Writing out time series files

There are a few functions that allow the user to write out daily or hourly timeseries datasets for many different counties to a specified local directory, as well as plots of this data. For daily weather data, see the functions write_daily_timeseries and plot_daily_timeseries. For hourly, see write_hourly_timeseries and plot_hourly_timeseries.

For example, if we wanted to compare daily weather in the month of August for three counties in southern Florida, we could run:

fl_counties <- c("12086", "12087", "12011")

write_daily_timeseries(fips = fl_counties, date_min = "1992-08-01", 
                       date_max = "1992-08-31", var = "prcp", 
                       out_directory = "~/Documents/andrew_data")
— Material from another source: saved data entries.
// Copyright (c) Microsoft Corporation.
// Licensed under the MIT License.

use crate::{CoverageRecord, LineCoverage, ParseError};

const SOURCE_FILE_PREFIX: &str = "SF:";
const LINE_DATA_PREFIX: &str = "DA:";
const END_OF_RECORD: &str = "end_of_record";

// `DA:<line>,<hits>[,<checksum>]`
fn parse_line_data(data: &str) -> Option<(u32, i64)> {
    let mut fields = data.split(',');
    let line = fields.next()?.trim().parse().ok()?;
    let hits = fields.next()?.trim().parse().ok()?;
    Some((line, hits))
}

/// Parse an LCOV tracefile.
///
/// Only records closed by `end_of_record` are returned. An `SF:` line that
/// arrives while another record is still open discards the open record.
pub fn parse(text: &str) -> Result<Vec<CoverageRecord>, ParseError> {
    let mut records = vec![];
    let mut current: Option<(String, Vec<LineCoverage>)> = None;

    for (ix, line) in text.lines().enumerate() {
        let line = line.trim();

        if let Some(path) = line.strip_prefix(SOURCE_FILE_PREFIX) {
            if let Some((lost, _)) = current.replace((path.to_owned(), vec![])) {
                log::debug!("discarding unterminated LCOV record: {}", lost);
            }
        } else if let Some(data) = line.strip_prefix(LINE_DATA_PREFIX) {
            let Some((_, lines)) = current.as_mut() else {
                continue;
            };

            let (number, hits) = parse_line_data(data).ok_or_else(|| ParseError::Lcov {
                line: ix + 1,
                text: line.to_owned(),
            })?;

            lines.push(LineCoverage::new(number, hits > 0)?);
        } else if line == END_OF_RECORD {
            if let Some((path, lines)) = current.take() {
                records.push(CoverageRecord::from_lines(path, lines));
            }
        }
    }

    if let Some((path, _)) = current {
        log::debug!("discarding LCOV record without end_of_record: {}", path);
    }

    Ok(records)
}
// Copyright (c) Microsoft Corporation.
// Licensed under the MIT License.

use anyhow::{Context, Result};
use serde::Serialize;
use std::fs;
use std::path::{Path, PathBuf};
use walkdir::{DirEntry, WalkDir};

const PROJECT_EXTENSIONS: [&str; 3] = ["csproj", "fsproj", "vbproj"];
const SKIPPED_DIRS: [&str; 4] = ["bin", "obj", "node_modules", ".git"];

// Matched case-insensitively against the project file text.
const TEST_MARKERS: [&str; 6] = [
    "microsoft.net.test.sdk",
    "<istestproject>true</istestproject>",
    "\"xunit",
    "\"nunit",
    "\"mstest.testframework",
    "\"mstest.testadapter",
];

#[derive(Clone, Debug, PartialEq, Eq, Serialize)]
#[serde(rename_all = "camelCase")]
pub struct DotnetProject {
    /// Project file, e.g. `tests/App.Tests/App.Tests.csproj`.
    pub path: PathBuf,
    pub dir: PathBuf,
    pub name: String,
    pub is_test: bool,
}

impl DotnetProject {
    pub fn load(path: impl Into<PathBuf>) -> Result<Self> {
        let path = path.into();
        let text = fs::read_to_string(&path)
            .with_context(|| format!("unable to read project file: {}", path.display()))?;

        let name = path
            .file_stem()
            .map(|stem| stem.to_string_lossy().into_owned())
            .ok_or_else(|| format_err!("project file has no name: {}", path.display()))?;

        let dir = match path.parent() {
            Some(parent) if !parent.as_os_str().is_empty() => parent.to_owned(),
            _ => PathBuf::from("."),
        };

        Ok(Self {
            is_test: is_test_project(&text),
            path,
            dir,
            name,
        })
    }
}

pub fn is_project_file(path: &Path) -> bool {
    path.extension()
        .and_then(|ext| ext.to_str())
        .map(|ext| {
            PROJECT_EXTENSIONS
                .iter()
                .any(|known| known.eq_ignore_ascii_case(ext))
        })
        .unwrap_or(false)
}

pub fn is_test_project(project_text: &str) -> bool {
    let text = project_text.to_ascii_lowercase();
    TEST_MARKERS.iter().any(|marker| text.contains(marker))
}

fn is_skipped_dir(entry: &DirEntry) -> bool {
    // the root is walked even when its own name is hidden
    if entry.depth() == 0 || !entry.file_type().is_dir() {
        return false;
    }

    let name = entry.file_name().to_string_lossy();
    name.starts_with('.') || SKIPPED_DIRS.iter().any(|skipped| *skipped == name)
}

/// Every .NET project file under `root`, sorted by path.
///
/// Directories and project files that cannot be read are logged and skipped.
pub fn discover_projects(root: impl AsRef<Path>) -> Result<Vec<DotnetProject>> {
    let root = root.as_ref();
    if !root.is_dir() {
        bail!("not a directory: {}", root.display());
    }

    let mut paths = vec![];
    for entry in WalkDir::new(root)
        .into_iter()
        .filter_entry(|entry| !is_skipped_dir(entry))
    {
        let entry = match entry {
            Ok(entry) => entry,
            Err(err) => {
                warn!("skipping unreadable path during project discovery: {}", err);
                continue;
            }
        };

        if entry.file_type().is_file() && is_project_file(entry.path()) {
            paths.push(entry.into_path());
        }
    }
    paths.sort();

    let mut projects = vec![];
    for path in paths {
        match DotnetProject::load(&path) {
            Ok(project) => projects.push(project),
            Err(err) => warn!("skipping project: {:#}", err),
        }
    }

    debug!(
        "found {} projects under {}",
        projects.len(),
        root.display()
    );

    Ok(projects)
}
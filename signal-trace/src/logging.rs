//! Loggers and logging events for trace maintenance.
//!
//! Traces restructure themselves as writes arrive: frames fill up and split,
//! redundant checkpoints merge into their neighbors, and clears drop whole
//! frame ranges. A [`Logger`] installed at construction time observes these
//! events, which is enough to account for memory behavior without touching
//! the storage paths otherwise.

use std::fmt;
use std::rc::Rc;

use serde::{Deserialize, Serialize};

/// Handle through which a trace reports maintenance events.
#[derive(Clone)]
pub struct Logger {
    action: Rc<dyn Fn(&TraceEvent)>,
}

impl Logger {
    /// Creates a logger from an action applied to each event.
    pub fn new<F: Fn(&TraceEvent) + 'static>(action: F) -> Self {
        Logger { action: Rc::new(action) }
    }

    /// Flushes an event through the logger.
    pub fn log<E: Into<TraceEvent>>(&self, event: E) {
        (self.action)(&event.into())
    }
}

impl fmt::Debug for Logger {
    fn fmt(&self, f: &mut fmt::Formatter<'_>) -> fmt::Result {
        f.debug_struct("Logger").finish_non_exhaustive()
    }
}

/// Possible different trace maintenance events.
#[derive(Debug, Clone, Ord, PartialOrd, Eq, PartialEq, Serialize, Deserialize)]
pub enum TraceEvent {
    /// Frame allocation.
    Frame(FrameEvent),
    /// Checkpoint merged into a neighbor.
    Merge(MergeEvent),
    /// Frames or checkpoints dropped.
    Drop(DropEvent),
}

/// A frame was allocated by an insert, split, or append.
#[derive(Debug, Clone, Ord, PartialOrd, Eq, PartialEq, Serialize, Deserialize)]
pub struct FrameEvent {
    /// Number of frames owned by the trace after the allocation.
    pub frames: usize,
}

impl From<FrameEvent> for TraceEvent {
    fn from(e: FrameEvent) -> Self {
        TraceEvent::Frame(e)
    }
}

/// A checkpoint was removed because a neighbor held the same value.
#[derive(Debug, Clone, Ord, PartialOrd, Eq, PartialEq, Serialize, Deserialize)]
pub struct MergeEvent {
    /// True when the earlier neighbor absorbed the write, false for the later.
    pub earlier: bool,
}

impl From<MergeEvent> for TraceEvent {
    fn from(e: MergeEvent) -> Self {
        TraceEvent::Merge(e)
    }
}

/// Frames or checkpoints were dropped by a clear or a truncation.
#[derive(Debug, Clone, Ord, PartialOrd, Eq, PartialEq, Serialize, Deserialize)]
pub struct DropEvent {
    /// Number of frames released.
    pub frames: usize,
    /// Number of checkpoints discarded.
    pub checkpoints: usize,
}

impl From<DropEvent> for TraceEvent {
    fn from(e: DropEvent) -> Self {
        TraceEvent::Drop(e)
    }
}
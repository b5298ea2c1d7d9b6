//! Property tests over random operation sequences.
//!
//! Two harnesses: one drives arbitrary mode combinations and checks the
//! structural invariants after every step, the other restricts itself to
//! merging writes and compares the trace, as a step function over time,
//! against a naive map-backed model.

use std::collections::BTreeMap;

use proptest::prelude::*;

use signal_trace::{ChangeMode, DeltaTime, Trace};

#[derive(Debug, Clone)]
enum Op {
    Set {
        value: u8,
        time: DeltaTime,
        mode: ChangeMode,
    },
    SetRange {
        value: u8,
        begin: DeltaTime,
        end: DeltaTime,
    },
    Clear,
    RemoveDeltaCycles,
}

fn time_strategy() -> impl Strategy<Value = DeltaTime> {
    (0u64..24, prop_oneof![Just(0u64), 1u64..4, Just(255u64)])
        .prop_map(|(simcycle, deltacycle)| DeltaTime::new(simcycle, deltacycle))
}

fn mode_strategy() -> impl Strategy<Value = ChangeMode> {
    prop_oneof![
        Just(ChangeMode::NO_CHANGE),
        Just(ChangeMode::MERGE_EARLIER),
        Just(ChangeMode::MERGE_LATER),
        Just(ChangeMode::MERGE_BOTH),
        Just(ChangeMode::CLEAR_FUTURE),
        Just(ChangeMode::MERGE_BOTH.union(ChangeMode::CLEAR_FUTURE)),
        Just(ChangeMode::KEEP_FUTURE_CYCLE),
        Just(ChangeMode::MERGE_BOTH.union(ChangeMode::KEEP_FUTURE_CYCLE)),
    ]
}

fn range_strategy() -> impl Strategy<Value = (DeltaTime, DeltaTime)> {
    (time_strategy(), time_strategy())
        .prop_filter("ranges must be non-empty", |(begin, end)| begin != end)
        .prop_map(|(a, b)| if a < b { (a, b) } else { (b, a) })
}

fn op_strategy() -> impl Strategy<Value = Op> {
    prop_oneof![
        5 => (0u8..4, time_strategy(), mode_strategy())
            .prop_map(|(value, time, mode)| Op::Set { value, time, mode }),
        3 => (0u8..4, range_strategy())
            .prop_map(|(value, (begin, end))| Op::SetRange { value, begin, end }),
        1 => Just(Op::Clear),
        1 => Just(Op::RemoveDeltaCycles),
    ]
}

/// Structural invariants that must hold after every operation.
fn assert_invariants(trace: &Trace<u8>) {
    trace.check_consistency();
    assert!(trace.capacity() >= trace.num_checkpoints());
    assert_eq!(trace.capacity() % 32, 0);

    let listed = trace.checkpoints();
    let iterated: Vec<_> = trace.iter().map(|(time, _)| time).collect();
    assert_eq!(listed, iterated);
}

/// A naive reference: the trace as a sorted map of checkpoints.
///
/// Merging never changes the signal as a function of time, so reads through
/// this model must agree with reads through the real store.
#[derive(Debug, Clone)]
struct Model {
    init: u8,
    map: BTreeMap<DeltaTime, u8>,
}

impl Model {
    fn new(init: u8) -> Self {
        Model { init, map: BTreeMap::new() }
    }

    fn get(&self, time: DeltaTime) -> u8 {
        self.map
            .range(..=time)
            .next_back()
            .map(|(_, &value)| value)
            .unwrap_or(self.init)
    }

    fn set(&mut self, value: u8, time: DeltaTime) {
        self.map.insert(time, value);
    }

    fn set_range(&mut self, value: u8, begin: DeltaTime, end: DeltaTime) {
        let resume = self.get(end);
        let inside: Vec<DeltaTime> = self.map.range(begin..=end).map(|(&time, _)| time).collect();
        for time in inside {
            self.map.remove(&time);
        }
        self.map.insert(begin, value);
        self.map.insert(end, resume);
    }

    fn clear(&mut self) {
        self.map.clear();
    }

    fn remove_delta_cycles(&mut self) {
        let mut terminal: Vec<(u64, u8)> = Vec::new();
        for (&time, &value) in &self.map {
            match terminal.last_mut() {
                Some((cycle, settled)) if *cycle == time.simcycle() => *settled = value,
                _ => terminal.push((time.simcycle(), value)),
            }
        }
        let mut result = BTreeMap::new();
        let mut previous = self.init;
        for (cycle, settled) in terminal {
            if settled != previous {
                result.insert(DeltaTime::end_of_cycle(cycle), settled);
                previous = settled;
            }
        }
        self.map = result;
    }
}

fn probe_times() -> Vec<DeltaTime> {
    let mut probes = Vec::new();
    for simcycle in 0..26 {
        for deltacycle in [0, 2, 255] {
            probes.push(DeltaTime::new(simcycle, deltacycle));
        }
    }
    probes
}

proptest! {
    /// Any mode combination leaves the trace structurally sound, and a write
    /// is always readable back at its own time.
    #[test]
    fn random_ops_keep_the_trace_consistent(
        ops in prop::collection::vec(op_strategy(), 0..40),
    ) {
        let mut trace = Trace::new(0u8);
        for op in ops {
            match op {
                Op::Set { value, time, mode } => {
                    trace.set_with(value, time, mode);
                    prop_assert_eq!(trace.get(time), value);
                }
                Op::SetRange { value, begin, end } => trace.set_range(value, begin, end),
                Op::Clear => trace.clear(),
                Op::RemoveDeltaCycles => trace.remove_delta_cycles(),
            }
            assert_invariants(&trace);
        }
    }

    /// Merging writes agree with the map-backed model at every probe time,
    /// and keep the stored sequence free of adjacent duplicates.
    #[test]
    fn merging_writes_match_the_reference_model(
        ops in prop::collection::vec(op_strategy(), 0..40),
    ) {
        let mut trace = Trace::new(0u8);
        let mut model = Model::new(0);

        for op in ops {
            let was_set = matches!(op, Op::Set { .. });
            match op {
                Op::Set { value, time, .. } => {
                    trace.set(value, time);
                    model.set(value, time);
                }
                Op::SetRange { value, begin, end } => {
                    trace.set_range(value, begin, end);
                    model.set_range(value, begin, end);
                }
                Op::Clear => {
                    trace.clear();
                    model.clear();
                }
                Op::RemoveDeltaCycles => {
                    trace.remove_delta_cycles();
                    model.remove_delta_cycles();
                }
            }
            assert_invariants(&trace);
            for probe in probe_times() {
                prop_assert_eq!(trace.get(probe), model.get(probe));
            }
            if was_set {
                let values: Vec<u8> = trace.iter().map(|(_, &value)| value).collect();
                for pair in values.windows(2) {
                    prop_assert_ne!(pair[0], pair[1]);
                }
            }
        }
    }

    /// Clones compare equal, restricted clones match filtered iteration, and
    /// repeating a merging write changes nothing.
    #[test]
    fn clone_and_rewrite_laws(
        ops in prop::collection::vec(op_strategy(), 0..30),
        upper in time_strategy(),
        extra_value in 0u8..4,
        extra_time in time_strategy(),
    ) {
        let mut trace = Trace::new(0u8);
        for op in ops {
            match op {
                Op::Set { value, time, .. } => trace.set(value, time),
                Op::SetRange { value, begin, end } => trace.set_range(value, begin, end),
                Op::Clear => trace.clear(),
                Op::RemoveDeltaCycles => trace.remove_delta_cycles(),
            }
        }

        let copy = trace.clone();
        prop_assert!(copy == trace);

        let restricted = trace.clone_through(upper);
        let expected: Vec<(DeltaTime, u8)> = trace
            .iter()
            .filter(|(t, _)| t.get() <= upper)
            .map(|(t, &v)| (t.get(), v))
            .collect();
        let restricted: Vec<(DeltaTime, u8)> =
            restricted.iter().map(|(t, &v)| (t.get(), v)).collect();
        prop_assert_eq!(restricted, expected);

        let mut once = trace.clone();
        once.set(extra_value, extra_time);
        let mut twice = once.clone();
        twice.set(extra_value, extra_time);
        prop_assert!(once == twice);
        prop_assert_eq!(once.num_checkpoints(), twice.num_checkpoints());
    }

    /// Collapsing delta cycles is idempotent and leaves at most one
    /// end-of-cycle checkpoint per simulation cycle.
    #[test]
    fn remove_delta_cycles_is_idempotent(
        ops in prop::collection::vec(op_strategy(), 0..30),
    ) {
        let mut trace = Trace::new(0u8);
        for op in ops {
            match op {
                Op::Set { value, time, mode } => trace.set_with(value, time, mode),
                Op::SetRange { value, begin, end } => trace.set_range(value, begin, end),
                Op::Clear => trace.clear(),
                Op::RemoveDeltaCycles => trace.remove_delta_cycles(),
            }
        }

        trace.remove_delta_cycles();
        assert_invariants(&trace);

        let collapsed: Vec<(DeltaTime, u8)> =
            trace.iter().map(|(t, &v)| (t.get(), v)).collect();
        for (time, _) in &collapsed {
            prop_assert!(time.is_end_of_cycle());
        }
        for pair in collapsed.windows(2) {
            prop_assert!(pair[0].0.simcycle() < pair[1].0.simcycle());
        }

        trace.remove_delta_cycles();
        let again: Vec<(DeltaTime, u8)> =
            trace.iter().map(|(t, &v)| (t.get(), v)).collect();
        prop_assert_eq!(collapsed, again);
    }
}

proptest! {
    /// The textual form of a time parses back to itself.
    #[test]
    fn time_text_round_trips(time in time_strategy()) {
        let text = time.to_string();
        prop_assert_eq!(text.parse::<DeltaTime>(), Ok(time));
    }

    /// Delta-granular movement stays within one cycle boundary.
    #[test]
    fn delta_steps_stay_adjacent(time in time_strategy(), delay in 1u64..300) {
        let earlier = time.previous_delta(delay);
        prop_assert!(earlier <= time);
        prop_assert!(time.simcycle() - earlier.simcycle() <= 1);

        let later = time.next_delta(delay);
        prop_assert!(later > time);
        prop_assert!(later.simcycle() - time.simcycle() <= 1);
    }
}
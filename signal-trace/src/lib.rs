//! A store of value changes for a single signal in delta-cycle simulation time.
//!
//! Simulated signals change rarely compared to how often they are read, so the
//! store keeps *checkpoints*: the times at which the value changed, together
//! with the value written. Reading at an arbitrary time finds the nearest
//! checkpoint at or before that time; before the first checkpoint the signal
//! holds its *initvalue*.
//!
//! Time is two-dimensional: a coarse *simulation cycle* and a fine *delta
//! cycle* ordering same-instant events within it. Both dimensions are packed
//! into a single [`DeltaTime`] word, and times stored inside traces are
//! interned ([`InternedTime`]) so that equality and hashing are identity
//! operations and repeated times share storage.
//!
//! Checkpoints live in a sequence of fixed-capacity, time-sorted buckets
//! ("frames"). All operations are expressed as movements of a `(frame, pos)`
//! cursor plus frame-local edits, which keeps writes cheap in the common
//! append-heavy workload while still supporting insertion at arbitrary times.
//!
//! # Examples
//!
//! ```
//! use signal_trace::{Bit, ChangeMode, DeltaTime, Trace};
//!
//! let mut trace = Trace::new(Bit::Zero);
//! trace.set(Bit::One, DeltaTime::new(4, 0));
//! trace.set(Bit::Zero, DeltaTime::new(9, 2));
//!
//! assert_eq!(trace.get(DeltaTime::new(2, 0)), Bit::Zero);
//! assert_eq!(trace.get(DeltaTime::new(7, 0)), Bit::One);
//! assert_eq!(trace.get(DeltaTime::new(9, 2)), Bit::Zero);
//!
//! // Writing an unchanged value with merging enabled leaves no new checkpoint.
//! trace.set_with(Bit::One, DeltaTime::new(6, 0), ChangeMode::MERGE_BOTH);
//! assert_eq!(trace.num_checkpoints(), 2);
//! ```

#![deny(missing_docs)]

use std::fmt;

use serde::{Deserialize, Serialize};

pub mod logging;
pub mod time;
pub mod trace;

pub use crate::time::intern::InternedTime;
pub use crate::time::DeltaTime;
pub use crate::trace::{compare_traces, ChangeMode, Trace, TracePtr};

/// A composite trait for values storable in a trace.
///
/// The store never orders or otherwise interprets the values it holds; it
/// only copies them around and compares them for equality when deciding
/// whether neighboring checkpoints can merge. Anything cheaply clonable and
/// equatable qualifies, and the blanket implementation makes the trait
/// automatic.
pub trait Value: Clone + Eq + fmt::Debug + 'static {}
impl<T: Clone + Eq + fmt::Debug + 'static> Value for T {}

/// A four-state logic level, the usual value type for traced signals.
#[derive(Copy, Clone, Debug, Default, PartialEq, Eq, PartialOrd, Ord, Hash, Serialize, Deserialize)]
pub enum Bit {
    /// Driven low.
    #[default]
    Zero,
    /// Driven high.
    One,
    /// Unknown.
    X,
    /// Not driven (high impedance).
    Z,
}

impl From<bool> for Bit {
    fn from(level: bool) -> Self {
        if level {
            Bit::One
        } else {
            Bit::Zero
        }
    }
}

impl fmt::Display for Bit {
    fn fmt(&self, f: &mut fmt::Formatter<'_>) -> fmt::Result {
        match self {
            Bit::Zero => write!(f, "0"),
            Bit::One => write!(f, "1"),
            Bit::X => write!(f, "x"),
            Bit::Z => write!(f, "z"),
        }
    }
}
//! Interned time handles.
//!
//! Traces store every checkpoint time as an [`InternedTime`]: a handle into a
//! process-wide table holding one canonical copy of each distinct
//! [`DeltaTime`]. Because equal values always receive the same handle,
//! handle equality and hashing reduce to pointer identity, and the many
//! repeated times of a simulation share a single table entry.
//!
//! The table is the only process-wide state in the crate and is guarded by a
//! mutex, so traces may be built from several threads even though each
//! individual trace is single-threaded. Entries are never evicted; a
//! simulation revisits times far more often than it mints new ones.

use std::collections::HashSet;
use std::fmt;
use std::hash::{Hash, Hasher};
use std::ops::Deref;
use std::sync::{LazyLock, Mutex};

use fnv::FnvBuildHasher;

use super::DeltaTime;

static TABLE: LazyLock<Mutex<HashSet<&'static DeltaTime, FnvBuildHasher>>> =
    LazyLock::new(|| Mutex::new(HashSet::default()));

fn intern(time: DeltaTime) -> &'static DeltaTime {
    let mut table = TABLE.lock().expect("time interning table poisoned");
    match table.get(&time) {
        Some(&entry) => entry,
        None => {
            let entry: &'static DeltaTime = Box::leak(Box::new(time));
            table.insert(entry);
            entry
        }
    }
}

/// An interned handle to a [`DeltaTime`].
///
/// Copying a handle is free and never touches the table; only minting one
/// from a raw [`DeltaTime`] does. Equality and hashing are identity
/// operations, while the ordering delegates to the underlying value, which
/// stays consistent because equal values share their canonical copy.
#[derive(Copy, Clone)]
pub struct InternedTime(&'static DeltaTime);

impl InternedTime {
    /// Interns a time, returning its canonical handle.
    pub fn new(time: DeltaTime) -> Self {
        InternedTime(intern(time))
    }

    /// The underlying time value.
    #[inline]
    pub fn get(self) -> DeltaTime {
        *self.0
    }
}

impl From<DeltaTime> for InternedTime {
    fn from(time: DeltaTime) -> Self {
        InternedTime::new(time)
    }
}

impl Default for InternedTime {
    fn default() -> Self {
        InternedTime::new(DeltaTime::default())
    }
}

impl PartialEq for InternedTime {
    #[inline]
    fn eq(&self, other: &Self) -> bool {
        std::ptr::eq(self.0, other.0)
    }
}

impl Eq for InternedTime {}

impl Hash for InternedTime {
    fn hash<H: Hasher>(&self, state: &mut H) {
        std::ptr::hash(self.0, state)
    }
}

impl PartialOrd for InternedTime {
    #[inline]
    fn partial_cmp(&self, other: &Self) -> Option<std::cmp::Ordering> {
        Some(self.cmp(other))
    }
}

impl Ord for InternedTime {
    #[inline]
    fn cmp(&self, other: &Self) -> std::cmp::Ordering {
        self.0.cmp(other.0)
    }
}

impl Deref for InternedTime {
    type Target = DeltaTime;

    #[inline]
    fn deref(&self) -> &DeltaTime {
        self.0
    }
}

impl fmt::Display for InternedTime {
    fn fmt(&self, f: &mut fmt::Formatter<'_>) -> fmt::Result {
        self.0.fmt(f)
    }
}

impl fmt::Debug for InternedTime {
    fn fmt(&self, f: &mut fmt::Formatter<'_>) -> fmt::Result {
        fmt::Debug::fmt(self.0, f)
    }
}
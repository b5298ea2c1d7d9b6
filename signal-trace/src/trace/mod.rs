//! The trace: a frame-chunked sequence of value-change checkpoints.
//!
//! A [`Trace`] records, for one signal, the times at which its value changed
//! and the values written. Checkpoints live in an ordered sequence of
//! fixed-capacity frames whose flattened concatenation is strictly
//! time-ordered: every frame's last time precedes the next frame's first.
//! Reads locate the checkpoint at or before the queried time; before the
//! first checkpoint the signal holds its initvalue.
//!
//! Writes funnel through [`Trace::set_with`], parameterized by a
//! [`ChangeMode`] that steers how the write interacts with its neighbors:
//! whether equal-valued neighbors merge with it, whether later checkpoints
//! are discarded, and whether the overwritten value is re-established one
//! simulation cycle later. The merging modes keep the stored sequence
//! canonical, with no two adjacent checkpoints carrying the same value.
//!
//! All algorithms are phrased as cursor movement plus frame-local edits; see
//! the `cursor` module for the navigation primitives.

use std::cell::RefCell;
use std::fmt;
use std::rc::Rc;

use bitflags::bitflags;

use crate::logging::{DropEvent, FrameEvent, Logger, MergeEvent};
use crate::time::intern::InternedTime;
use crate::time::DeltaTime;
use crate::Value;

use self::cursor::{append_val, erase_at, insert_at, truncate_at, Cursor, FrameSeq};
use self::frame::TraceFrame;

mod cursor;
mod frame;

pub use self::frame::TRACE_FRAME_SIZE;

bitflags! {
    /// How a write treats the checkpoints around it.
    ///
    /// The merge flags keep the trace canonical by removing checkpoints that
    /// repeat their neighbor's value; the future flags reshape what follows
    /// the write. [`ChangeMode::CLEAR_FUTURE`] and
    /// [`ChangeMode::KEEP_FUTURE_CYCLE`] are mutually exclusive.
    #[derive(Debug, Clone, Copy, PartialEq, Eq, Hash)]
    pub struct ChangeMode: u8 {
        /// Merge the write with the previous checkpoint when it carries the
        /// same value, e.g. `{1@1}, set(1, @2)` stays `{1@1}`.
        const MERGE_EARLIER = 1;
        /// Merge the next checkpoint into the write when it carries the same
        /// value, e.g. `{1@3}, set(1, @2)` becomes `{1@2}`.
        const MERGE_LATER = 2;
        /// Merge in both directions.
        const MERGE_BOTH = Self::MERGE_EARLIER.bits() | Self::MERGE_LATER.bits();
        /// Remove all checkpoints after the write.
        const CLEAR_FUTURE = 4;
        /// Write the value at this time point, but re-establish the value it
        /// overwrote one simulation cycle later.
        const KEEP_FUTURE_CYCLE = 8;
    }
}

impl ChangeMode {
    /// Store the value and touch nothing else.
    pub const NO_CHANGE: ChangeMode = ChangeMode::empty();
}

/// A shared, mutably borrowable handle to a trace.
///
/// Traces are single-threaded; shared ownership uses plain reference
/// counting, and `Rc::strong_count` reports the number of live handles.
pub type TracePtr<V> = Rc<RefCell<Trace<V>>>;

/// Trace data for a single signal over two-level simulation time.
pub struct Trace<V> {
    initvalue: V,
    frames: FrameSeq<V>,
    logger: Option<Logger>,
}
The write_daily_timeseries function saves each county's timeseries as a separate file in a subdirectory called "data" of the directory specified in the out_directory option. The data_type argument allows the user to specify either .rds or .csv files (the default is to write .rds files). Each file is a time series dataframe of daily weather data. A dataframe of station metadata is saved in a second subdirectory called "metadata", and maps showing locations of weather stations contributing to each time series are saved in a subdirectory called "maps." At this stage, if you were to include a county in the fips argument without available data, a file would not be created for that county.

The function plot_daily_timeseries creates and saves plots for each of these files. (Note: the data_type argument for this function also defaults to read .rds files, so if you chose to write .csv files, make sure to change that arugment in this function as well to data_type = "csv".)

plot_daily_timeseries("prcp", data_directory = "~/Documents/andrew_data/data", 
                      plot_directory = "~/Documents/andrew_plots", 
                      date_min = "1992-08-01", date_max = "1992-08-31")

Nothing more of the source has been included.